§ **Requirement**: Using the listing below, copy exactly the lines from the one containing "names a participant" to the one containing "from a UUID", both lines included, and no others.

§ **Provided entries**:
--------------------------------------------------
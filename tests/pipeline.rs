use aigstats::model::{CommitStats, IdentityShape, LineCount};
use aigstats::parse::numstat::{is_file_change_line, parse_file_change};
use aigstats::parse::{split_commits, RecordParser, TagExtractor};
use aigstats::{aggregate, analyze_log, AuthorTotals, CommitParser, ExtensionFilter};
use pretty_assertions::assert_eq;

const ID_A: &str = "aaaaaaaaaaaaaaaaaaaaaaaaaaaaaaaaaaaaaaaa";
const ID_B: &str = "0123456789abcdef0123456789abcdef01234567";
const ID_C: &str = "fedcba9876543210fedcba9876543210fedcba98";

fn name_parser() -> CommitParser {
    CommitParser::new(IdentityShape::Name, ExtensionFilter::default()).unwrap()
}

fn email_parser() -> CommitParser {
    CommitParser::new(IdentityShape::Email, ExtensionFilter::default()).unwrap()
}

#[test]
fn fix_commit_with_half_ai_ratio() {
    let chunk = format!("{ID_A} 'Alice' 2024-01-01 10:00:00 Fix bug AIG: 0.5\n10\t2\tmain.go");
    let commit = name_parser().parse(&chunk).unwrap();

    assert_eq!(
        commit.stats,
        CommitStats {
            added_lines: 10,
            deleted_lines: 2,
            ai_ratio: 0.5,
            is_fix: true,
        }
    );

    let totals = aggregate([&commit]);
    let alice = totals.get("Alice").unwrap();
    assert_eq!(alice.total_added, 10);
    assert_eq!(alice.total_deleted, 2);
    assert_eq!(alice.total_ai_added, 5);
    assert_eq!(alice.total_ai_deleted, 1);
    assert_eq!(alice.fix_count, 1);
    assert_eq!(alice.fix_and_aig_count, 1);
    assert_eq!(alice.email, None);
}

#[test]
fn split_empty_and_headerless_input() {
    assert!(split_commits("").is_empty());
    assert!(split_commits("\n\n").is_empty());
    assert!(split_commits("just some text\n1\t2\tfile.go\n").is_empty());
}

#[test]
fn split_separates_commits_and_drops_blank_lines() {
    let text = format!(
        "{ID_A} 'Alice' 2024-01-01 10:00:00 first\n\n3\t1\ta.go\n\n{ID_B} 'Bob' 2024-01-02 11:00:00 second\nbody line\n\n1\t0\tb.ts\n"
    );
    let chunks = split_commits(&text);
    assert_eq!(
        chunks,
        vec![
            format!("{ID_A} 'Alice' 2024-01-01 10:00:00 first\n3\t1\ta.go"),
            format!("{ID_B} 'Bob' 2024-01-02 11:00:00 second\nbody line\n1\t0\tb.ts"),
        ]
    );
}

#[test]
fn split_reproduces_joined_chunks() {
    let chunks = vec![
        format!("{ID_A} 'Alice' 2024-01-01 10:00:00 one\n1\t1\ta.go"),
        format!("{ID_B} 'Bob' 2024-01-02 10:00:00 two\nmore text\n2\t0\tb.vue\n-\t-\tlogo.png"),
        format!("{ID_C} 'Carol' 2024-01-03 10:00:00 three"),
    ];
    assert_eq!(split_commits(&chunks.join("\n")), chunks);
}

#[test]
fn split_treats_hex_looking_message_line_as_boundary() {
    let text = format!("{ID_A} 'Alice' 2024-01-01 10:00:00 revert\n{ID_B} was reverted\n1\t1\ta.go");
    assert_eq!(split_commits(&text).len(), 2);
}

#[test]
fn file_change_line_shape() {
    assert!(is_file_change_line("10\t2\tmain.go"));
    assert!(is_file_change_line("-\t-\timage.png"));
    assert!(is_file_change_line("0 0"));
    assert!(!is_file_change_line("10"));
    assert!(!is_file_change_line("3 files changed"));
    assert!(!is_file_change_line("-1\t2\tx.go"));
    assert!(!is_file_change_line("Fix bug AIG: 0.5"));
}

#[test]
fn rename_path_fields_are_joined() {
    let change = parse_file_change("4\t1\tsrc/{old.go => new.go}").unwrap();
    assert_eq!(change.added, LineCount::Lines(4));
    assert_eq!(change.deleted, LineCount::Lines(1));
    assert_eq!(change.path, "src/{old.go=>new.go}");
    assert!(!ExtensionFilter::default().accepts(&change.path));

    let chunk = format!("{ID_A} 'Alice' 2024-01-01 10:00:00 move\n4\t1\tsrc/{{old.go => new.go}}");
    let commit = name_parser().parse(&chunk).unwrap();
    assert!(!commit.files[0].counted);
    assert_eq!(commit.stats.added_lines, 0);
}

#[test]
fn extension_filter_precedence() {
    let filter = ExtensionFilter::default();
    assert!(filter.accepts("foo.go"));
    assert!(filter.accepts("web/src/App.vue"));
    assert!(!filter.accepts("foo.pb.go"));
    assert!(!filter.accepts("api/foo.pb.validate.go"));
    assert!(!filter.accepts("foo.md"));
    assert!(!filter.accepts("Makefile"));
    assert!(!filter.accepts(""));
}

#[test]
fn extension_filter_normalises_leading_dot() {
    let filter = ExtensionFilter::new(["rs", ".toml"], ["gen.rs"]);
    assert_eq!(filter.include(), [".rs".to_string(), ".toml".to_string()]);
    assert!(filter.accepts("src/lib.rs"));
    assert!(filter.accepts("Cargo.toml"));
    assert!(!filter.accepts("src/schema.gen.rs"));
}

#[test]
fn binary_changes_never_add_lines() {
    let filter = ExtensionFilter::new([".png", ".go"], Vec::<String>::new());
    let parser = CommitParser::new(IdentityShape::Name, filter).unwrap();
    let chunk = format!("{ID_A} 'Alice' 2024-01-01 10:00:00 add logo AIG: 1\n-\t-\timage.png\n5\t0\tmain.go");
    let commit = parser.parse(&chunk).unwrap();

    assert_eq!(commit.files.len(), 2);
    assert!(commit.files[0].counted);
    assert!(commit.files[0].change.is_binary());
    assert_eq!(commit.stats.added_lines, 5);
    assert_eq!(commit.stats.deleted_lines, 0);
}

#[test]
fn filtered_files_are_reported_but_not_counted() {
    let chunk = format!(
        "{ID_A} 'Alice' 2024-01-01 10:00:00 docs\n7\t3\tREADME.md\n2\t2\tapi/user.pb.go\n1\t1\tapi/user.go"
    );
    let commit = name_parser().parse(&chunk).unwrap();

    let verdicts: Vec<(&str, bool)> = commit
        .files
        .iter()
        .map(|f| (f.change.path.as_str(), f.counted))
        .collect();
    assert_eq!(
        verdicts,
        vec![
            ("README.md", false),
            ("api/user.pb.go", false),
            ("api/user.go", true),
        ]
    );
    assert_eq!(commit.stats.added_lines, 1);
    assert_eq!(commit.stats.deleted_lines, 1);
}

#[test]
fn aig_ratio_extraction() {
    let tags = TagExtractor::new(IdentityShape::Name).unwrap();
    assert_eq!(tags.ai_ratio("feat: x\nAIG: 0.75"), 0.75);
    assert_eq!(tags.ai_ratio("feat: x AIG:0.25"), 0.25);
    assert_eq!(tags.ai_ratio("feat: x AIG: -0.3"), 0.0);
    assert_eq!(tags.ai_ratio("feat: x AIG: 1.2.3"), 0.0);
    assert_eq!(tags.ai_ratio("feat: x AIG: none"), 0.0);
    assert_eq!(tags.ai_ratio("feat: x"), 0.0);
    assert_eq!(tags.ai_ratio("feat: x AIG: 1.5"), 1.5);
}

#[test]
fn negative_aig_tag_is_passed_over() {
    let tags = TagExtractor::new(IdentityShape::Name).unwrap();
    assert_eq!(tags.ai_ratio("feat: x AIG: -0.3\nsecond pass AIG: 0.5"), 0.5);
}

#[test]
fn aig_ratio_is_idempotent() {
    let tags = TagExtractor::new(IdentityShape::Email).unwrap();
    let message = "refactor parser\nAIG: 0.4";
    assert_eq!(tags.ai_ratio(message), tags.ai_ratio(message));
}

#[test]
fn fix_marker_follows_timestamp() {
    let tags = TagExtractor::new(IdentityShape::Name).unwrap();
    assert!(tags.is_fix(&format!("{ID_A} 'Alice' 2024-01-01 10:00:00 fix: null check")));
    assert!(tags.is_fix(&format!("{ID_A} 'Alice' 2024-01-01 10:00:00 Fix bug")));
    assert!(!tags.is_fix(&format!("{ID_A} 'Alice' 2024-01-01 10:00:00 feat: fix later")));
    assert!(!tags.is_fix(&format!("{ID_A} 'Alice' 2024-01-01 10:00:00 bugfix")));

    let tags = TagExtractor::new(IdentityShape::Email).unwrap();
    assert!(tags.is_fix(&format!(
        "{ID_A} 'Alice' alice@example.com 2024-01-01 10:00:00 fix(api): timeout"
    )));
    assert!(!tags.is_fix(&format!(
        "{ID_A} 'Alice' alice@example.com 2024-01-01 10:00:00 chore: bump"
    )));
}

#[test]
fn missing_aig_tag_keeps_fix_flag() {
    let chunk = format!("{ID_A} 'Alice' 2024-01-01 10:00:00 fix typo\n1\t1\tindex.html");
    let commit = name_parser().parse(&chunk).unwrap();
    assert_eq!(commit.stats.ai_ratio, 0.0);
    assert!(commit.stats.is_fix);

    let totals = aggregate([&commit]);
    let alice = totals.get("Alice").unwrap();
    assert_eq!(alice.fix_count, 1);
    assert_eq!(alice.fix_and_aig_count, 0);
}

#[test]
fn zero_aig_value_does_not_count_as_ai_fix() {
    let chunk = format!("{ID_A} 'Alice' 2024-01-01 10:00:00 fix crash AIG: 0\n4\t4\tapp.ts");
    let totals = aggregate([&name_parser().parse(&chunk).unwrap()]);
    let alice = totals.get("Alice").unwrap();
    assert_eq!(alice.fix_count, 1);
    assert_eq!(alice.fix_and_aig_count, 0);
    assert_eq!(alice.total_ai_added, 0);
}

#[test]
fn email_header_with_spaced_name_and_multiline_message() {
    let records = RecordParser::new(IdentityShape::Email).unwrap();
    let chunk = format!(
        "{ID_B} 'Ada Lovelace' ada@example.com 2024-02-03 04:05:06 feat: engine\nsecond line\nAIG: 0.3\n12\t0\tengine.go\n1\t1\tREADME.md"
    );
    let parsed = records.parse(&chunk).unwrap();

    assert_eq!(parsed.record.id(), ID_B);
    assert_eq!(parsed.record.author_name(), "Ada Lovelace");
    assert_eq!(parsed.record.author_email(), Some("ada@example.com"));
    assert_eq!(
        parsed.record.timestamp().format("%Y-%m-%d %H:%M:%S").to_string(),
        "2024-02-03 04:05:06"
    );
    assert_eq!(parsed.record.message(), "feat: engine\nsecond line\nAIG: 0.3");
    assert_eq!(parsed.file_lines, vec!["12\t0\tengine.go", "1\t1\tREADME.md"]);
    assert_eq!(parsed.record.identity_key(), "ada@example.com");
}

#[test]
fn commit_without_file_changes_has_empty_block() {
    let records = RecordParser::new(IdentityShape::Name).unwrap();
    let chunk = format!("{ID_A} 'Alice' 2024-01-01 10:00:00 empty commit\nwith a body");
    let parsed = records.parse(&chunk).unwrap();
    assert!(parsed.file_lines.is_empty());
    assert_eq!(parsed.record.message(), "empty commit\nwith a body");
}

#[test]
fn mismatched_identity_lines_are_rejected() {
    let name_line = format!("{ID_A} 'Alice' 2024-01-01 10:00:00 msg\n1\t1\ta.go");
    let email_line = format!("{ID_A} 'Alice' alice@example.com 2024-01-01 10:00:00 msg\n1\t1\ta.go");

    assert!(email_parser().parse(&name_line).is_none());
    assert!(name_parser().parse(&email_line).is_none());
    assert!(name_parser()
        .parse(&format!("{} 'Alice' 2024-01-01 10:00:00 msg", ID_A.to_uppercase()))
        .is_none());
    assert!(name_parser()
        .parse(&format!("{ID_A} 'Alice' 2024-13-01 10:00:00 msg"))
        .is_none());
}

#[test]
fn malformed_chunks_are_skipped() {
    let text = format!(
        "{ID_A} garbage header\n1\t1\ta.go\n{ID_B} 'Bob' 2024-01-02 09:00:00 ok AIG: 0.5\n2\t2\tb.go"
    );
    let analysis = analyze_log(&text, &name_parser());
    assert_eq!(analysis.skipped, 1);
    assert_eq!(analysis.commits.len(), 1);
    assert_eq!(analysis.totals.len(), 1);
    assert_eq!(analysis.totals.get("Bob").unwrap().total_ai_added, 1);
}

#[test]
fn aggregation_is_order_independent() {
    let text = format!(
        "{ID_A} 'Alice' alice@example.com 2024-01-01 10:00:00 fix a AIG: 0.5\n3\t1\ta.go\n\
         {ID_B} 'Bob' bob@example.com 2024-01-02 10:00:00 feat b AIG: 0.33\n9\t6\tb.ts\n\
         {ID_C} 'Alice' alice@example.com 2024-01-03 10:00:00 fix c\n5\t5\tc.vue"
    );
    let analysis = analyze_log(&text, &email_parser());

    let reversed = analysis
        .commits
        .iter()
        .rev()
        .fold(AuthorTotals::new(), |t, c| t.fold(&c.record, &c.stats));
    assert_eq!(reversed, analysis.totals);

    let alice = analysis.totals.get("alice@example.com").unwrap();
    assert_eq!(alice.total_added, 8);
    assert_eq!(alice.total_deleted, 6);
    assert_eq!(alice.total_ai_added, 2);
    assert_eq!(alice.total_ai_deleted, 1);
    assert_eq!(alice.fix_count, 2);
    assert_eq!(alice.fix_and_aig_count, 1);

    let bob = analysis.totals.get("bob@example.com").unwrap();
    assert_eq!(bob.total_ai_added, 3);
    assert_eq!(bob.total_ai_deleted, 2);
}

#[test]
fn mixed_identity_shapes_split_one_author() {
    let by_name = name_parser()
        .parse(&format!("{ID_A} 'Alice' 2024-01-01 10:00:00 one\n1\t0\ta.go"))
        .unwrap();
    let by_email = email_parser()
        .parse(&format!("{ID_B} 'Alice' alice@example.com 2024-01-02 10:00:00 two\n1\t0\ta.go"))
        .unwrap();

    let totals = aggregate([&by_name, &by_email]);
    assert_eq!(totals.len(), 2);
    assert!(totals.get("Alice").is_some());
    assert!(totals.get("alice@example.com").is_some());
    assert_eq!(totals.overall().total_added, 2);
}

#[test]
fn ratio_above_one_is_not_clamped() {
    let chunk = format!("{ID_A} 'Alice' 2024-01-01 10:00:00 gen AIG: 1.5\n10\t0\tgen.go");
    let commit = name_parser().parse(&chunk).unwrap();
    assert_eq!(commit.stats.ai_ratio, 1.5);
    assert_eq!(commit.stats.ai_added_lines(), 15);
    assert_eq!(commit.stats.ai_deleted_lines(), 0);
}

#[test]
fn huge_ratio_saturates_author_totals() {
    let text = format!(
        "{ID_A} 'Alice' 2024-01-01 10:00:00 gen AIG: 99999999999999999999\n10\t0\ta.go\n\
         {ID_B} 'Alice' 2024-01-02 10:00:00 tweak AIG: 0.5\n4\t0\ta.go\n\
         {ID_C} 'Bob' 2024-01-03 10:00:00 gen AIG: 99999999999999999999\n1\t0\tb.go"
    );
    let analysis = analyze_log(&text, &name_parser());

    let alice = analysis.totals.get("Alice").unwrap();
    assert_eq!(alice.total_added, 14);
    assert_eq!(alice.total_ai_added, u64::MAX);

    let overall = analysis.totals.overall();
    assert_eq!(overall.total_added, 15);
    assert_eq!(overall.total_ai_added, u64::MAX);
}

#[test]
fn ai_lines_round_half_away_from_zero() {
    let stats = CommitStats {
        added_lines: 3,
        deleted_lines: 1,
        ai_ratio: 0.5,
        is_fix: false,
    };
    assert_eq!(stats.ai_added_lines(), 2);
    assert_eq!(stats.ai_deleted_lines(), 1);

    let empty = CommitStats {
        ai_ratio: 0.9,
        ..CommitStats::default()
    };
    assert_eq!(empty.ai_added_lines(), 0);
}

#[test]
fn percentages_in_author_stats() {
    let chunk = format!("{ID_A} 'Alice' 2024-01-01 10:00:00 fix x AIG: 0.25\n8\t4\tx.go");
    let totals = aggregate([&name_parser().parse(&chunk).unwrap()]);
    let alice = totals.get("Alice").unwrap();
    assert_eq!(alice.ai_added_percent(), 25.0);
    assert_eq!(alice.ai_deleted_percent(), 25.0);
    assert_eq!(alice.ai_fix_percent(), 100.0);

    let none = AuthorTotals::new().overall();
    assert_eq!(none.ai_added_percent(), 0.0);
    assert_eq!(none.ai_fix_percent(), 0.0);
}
--------------------------------------------------
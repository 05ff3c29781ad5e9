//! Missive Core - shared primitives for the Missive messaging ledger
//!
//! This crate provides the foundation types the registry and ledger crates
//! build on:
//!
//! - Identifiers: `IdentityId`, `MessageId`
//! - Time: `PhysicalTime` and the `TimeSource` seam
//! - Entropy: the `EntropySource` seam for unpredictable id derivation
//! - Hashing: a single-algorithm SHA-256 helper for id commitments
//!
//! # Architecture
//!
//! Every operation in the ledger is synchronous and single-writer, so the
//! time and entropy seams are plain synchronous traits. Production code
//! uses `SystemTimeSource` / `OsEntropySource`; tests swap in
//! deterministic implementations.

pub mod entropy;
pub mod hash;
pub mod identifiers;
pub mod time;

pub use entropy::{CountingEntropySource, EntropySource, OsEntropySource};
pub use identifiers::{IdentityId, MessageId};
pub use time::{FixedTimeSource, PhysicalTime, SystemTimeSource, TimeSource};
--------------------------------------------------
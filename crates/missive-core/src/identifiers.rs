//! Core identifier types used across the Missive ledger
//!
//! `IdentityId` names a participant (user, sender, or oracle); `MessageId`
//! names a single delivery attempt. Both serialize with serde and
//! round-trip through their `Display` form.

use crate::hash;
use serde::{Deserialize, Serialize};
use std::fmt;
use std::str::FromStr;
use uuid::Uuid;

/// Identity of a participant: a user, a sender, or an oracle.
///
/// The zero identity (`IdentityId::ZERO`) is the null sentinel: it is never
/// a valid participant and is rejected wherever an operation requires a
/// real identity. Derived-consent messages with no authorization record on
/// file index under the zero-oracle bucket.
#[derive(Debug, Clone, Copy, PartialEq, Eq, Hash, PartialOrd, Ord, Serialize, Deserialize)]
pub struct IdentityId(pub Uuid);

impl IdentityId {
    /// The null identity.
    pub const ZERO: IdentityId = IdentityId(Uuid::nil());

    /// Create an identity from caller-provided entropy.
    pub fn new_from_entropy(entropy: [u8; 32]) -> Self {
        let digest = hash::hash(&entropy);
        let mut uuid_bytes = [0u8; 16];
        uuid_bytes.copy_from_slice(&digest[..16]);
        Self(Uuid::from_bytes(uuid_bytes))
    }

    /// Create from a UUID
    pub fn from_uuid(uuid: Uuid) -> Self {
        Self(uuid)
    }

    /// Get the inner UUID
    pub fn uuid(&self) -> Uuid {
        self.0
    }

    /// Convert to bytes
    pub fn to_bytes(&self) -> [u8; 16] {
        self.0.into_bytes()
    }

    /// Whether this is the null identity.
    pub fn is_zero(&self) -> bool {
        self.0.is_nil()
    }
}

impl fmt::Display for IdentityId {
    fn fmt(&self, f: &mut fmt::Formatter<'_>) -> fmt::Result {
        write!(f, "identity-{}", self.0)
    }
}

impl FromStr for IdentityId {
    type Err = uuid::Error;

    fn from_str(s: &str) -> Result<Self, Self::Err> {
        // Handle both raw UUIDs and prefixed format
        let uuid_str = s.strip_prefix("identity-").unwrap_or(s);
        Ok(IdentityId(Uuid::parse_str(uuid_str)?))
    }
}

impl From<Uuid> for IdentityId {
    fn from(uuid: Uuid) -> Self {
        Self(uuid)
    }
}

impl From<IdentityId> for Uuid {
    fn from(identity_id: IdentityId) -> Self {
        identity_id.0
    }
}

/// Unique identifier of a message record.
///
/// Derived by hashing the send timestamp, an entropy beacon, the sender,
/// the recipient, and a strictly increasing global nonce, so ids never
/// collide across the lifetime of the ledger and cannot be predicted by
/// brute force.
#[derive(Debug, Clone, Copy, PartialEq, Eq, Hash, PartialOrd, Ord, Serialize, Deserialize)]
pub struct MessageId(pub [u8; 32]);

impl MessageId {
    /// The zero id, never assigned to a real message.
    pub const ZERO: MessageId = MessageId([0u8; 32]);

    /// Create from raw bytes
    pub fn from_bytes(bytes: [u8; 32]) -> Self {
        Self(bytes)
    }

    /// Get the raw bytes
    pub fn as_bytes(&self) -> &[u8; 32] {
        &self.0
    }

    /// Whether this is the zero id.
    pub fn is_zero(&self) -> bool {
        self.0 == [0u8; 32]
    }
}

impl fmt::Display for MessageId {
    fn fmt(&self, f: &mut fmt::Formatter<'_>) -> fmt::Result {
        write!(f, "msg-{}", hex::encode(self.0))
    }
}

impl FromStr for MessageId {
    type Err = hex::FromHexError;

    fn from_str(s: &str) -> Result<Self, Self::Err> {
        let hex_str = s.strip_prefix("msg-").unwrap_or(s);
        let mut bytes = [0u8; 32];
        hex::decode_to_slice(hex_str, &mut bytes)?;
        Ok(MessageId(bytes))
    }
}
--------------------------------------------------
§ **Solution for this problem**:
//! `IdentityId` names a participant (user, sender, or oracle); `MessageId`
//! names a single delivery attempt. Both serialize with serde and
//! round-trip through their `Display` form.

use crate::hash;
use serde::{Deserialize, Serialize};
use std::fmt;
use std::str::FromStr;
use uuid::Uuid;

/// Identity of a participant: a user, a sender, or an oracle.
///
/// The zero identity (`IdentityId::ZERO`) is the null sentinel: it is never
/// a valid participant and is rejected wherever an operation requires a
/// real identity. Derived-consent messages with no authorization record on
/// file index under the zero-oracle bucket.
#[derive(Debug, Clone, Copy, PartialEq, Eq, Hash, PartialOrd, Ord, Serialize, Deserialize)]
pub struct IdentityId(pub Uuid);

impl IdentityId {
    /// The null identity.
    pub const ZERO: IdentityId = IdentityId(Uuid::nil());

    /// Create an identity from caller-provided entropy.
    pub fn new_from_entropy(entropy: [u8; 32]) -> Self {
        let digest = hash::hash(&entropy);
        let mut uuid_bytes = [0u8; 16];
        uuid_bytes.copy_from_slice(&digest[..16]);
        Self(Uuid::from_bytes(uuid_bytes))
    }

    /// Create from a UUID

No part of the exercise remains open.